◆ About this exercise ◆
Sort through the listing below and keep each line with the word "InMemoryUserStore". Copy those.

═════ Source material ═════

//! User lookup for credential verification and session renewal
//!
//! [`UserStore`] is the seam the auth core depends on. [`UserRepository`]
//! backs it with PostgreSQL; [`InMemoryUserStore`] is used for local
//! development (seeded from the environment) and in tests.

use async_trait::async_trait;
use dashmap::DashMap;
use sqlx::PgPool;
use uuid::Uuid;

use crate::core::auth::principal::{Principal, Role, UserRecord, normalize_email};
use crate::core::db::models::{CreateUser, User};

/// User store error types
#[derive(Debug, thiserror::Error)]
pub enum UserStoreError {
    #[error("Email already exists")]
    EmailAlreadyExists,

    #[error("User store unavailable: {0}")]
    Unavailable(String),

    #[error("Database error: {0}")]
    DatabaseError(#[from] sqlx::Error),
}

/// Read access to back-office accounts
#[async_trait]
pub trait UserStore: Send + Sync {
    /// Look up an account by (already normalized) email
    async fn find_by_email(&self, email: &str) -> Result<Option<UserRecord>, UserStoreError>;

    /// Look up an account by id
    async fn find_by_id(&self, id: Uuid) -> Result<Option<Principal>, UserStoreError>;
}

const USER_COLUMNS: &str = "id, email, password_hash, display_name, role, created_at, updated_at";

/// PostgreSQL-backed user store
#[derive(Clone)]
pub struct UserRepository {
    pool: PgPool,
}

impl UserRepository {
    /// Create a new user repository
    pub fn new(pool: PgPool) -> Self {
        Self { pool }
    }

    /// Insert an account (password_hash must already be hashed)
    pub async fn create(&self, dto: &CreateUser) -> Result<User, UserStoreError> {
        let email = normalize_email(&dto.email);
        if self.find_by_email(&email).await?.is_some() {
            return Err(UserStoreError::EmailAlreadyExists);
        }

        let user = sqlx::query_as::<_, User>(&format!(
            r#"
            INSERT INTO users (email, password_hash, display_name, role)
            VALUES ($1, $2, $3, $4)
            RETURNING {USER_COLUMNS}
            "#
        ))
        .bind(&email)
        .bind(&dto.password_hash)
        .bind(&dto.display_name)
        .bind(dto.role.to_string())
        .fetch_one(&self.pool)
        .await?;

        Ok(user)
    }
}

#[async_trait]
impl UserStore for UserRepository {
    async fn find_by_email(&self, email: &str) -> Result<Option<UserRecord>, UserStoreError> {
        let user = sqlx::query_as::<_, User>(&format!(
            "SELECT {USER_COLUMNS} FROM users WHERE LOWER(email) = $1"
        ))
        .bind(email)
        .fetch_optional(&self.pool)
        .await?;

        Ok(user.map(UserRecord::from))
    }

    async fn find_by_id(&self, id: Uuid) -> Result<Option<Principal>, UserStoreError> {
        let user = sqlx::query_as::<_, User>(&format!(
            "SELECT {USER_COLUMNS} FROM users WHERE id = $1"
        ))
        .bind(id)
        .fetch_optional(&self.pool)
        .await?;

        Ok(user.map(Principal::from))
    }
}

/// In-process user store keyed by id
#[derive(Default)]
pub struct InMemoryUserStore {
    users: DashMap<Uuid, UserRecord>,
}

impl InMemoryUserStore {
    pub fn new() -> Self {
        Self::default()
    }

    /// Add an account, returning its principal
    pub fn insert(
        &self,
        email: &str,
        display_name: &str,
        role: Role,
        password_hash: impl Into<String>,
    ) -> Result<Principal, UserStoreError> {
        let email = normalize_email(email);
        if self.users.iter().any(|u| u.principal.email == email) {
            return Err(UserStoreError::EmailAlreadyExists);
        }

        let principal = Principal {
            id: Uuid::new_v4(),
            email,
            display_name: display_name.to_string(),
            role,
        };
        self.users.insert(
            principal.id,
            UserRecord {
                principal: principal.clone(),
                password_hash: password_hash.into(),
            },
        );

        Ok(principal)
    }

    /// Change an account's role; returns false if the id is unknown
    pub fn set_role(&self, id: Uuid, role: Role) -> bool {
        match self.users.get_mut(&id) {
            Some(mut record) => {
                record.principal.role = role;
                true
            }
            None => false,
        }
    }

    /// Remove an account; returns false if the id is unknown
    pub fn remove(&self, id: Uuid) -> bool {
        self.users.remove(&id).is_some()
    }
}

#[async_trait]
impl UserStore for InMemoryUserStore {
    async fn find_by_email(&self, email: &str) -> Result<Option<UserRecord>, UserStoreError> {
        Ok(self
            .users
            .iter()
            .find(|u| u.principal.email == email)
            .map(|u| u.value().clone()))
    }

    async fn find_by_id(&self, id: Uuid) -> Result<Option<Principal>, UserStoreError> {
        Ok(self.users.get(&id).map(|u| u.principal.clone()))
    }
}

═════

◆ Answer to this exercise ◆
//! backs it with PostgreSQL; [`InMemoryUserStore`] is used for local
pub struct InMemoryUserStore {
impl InMemoryUserStore {
impl UserStore for InMemoryUserStore {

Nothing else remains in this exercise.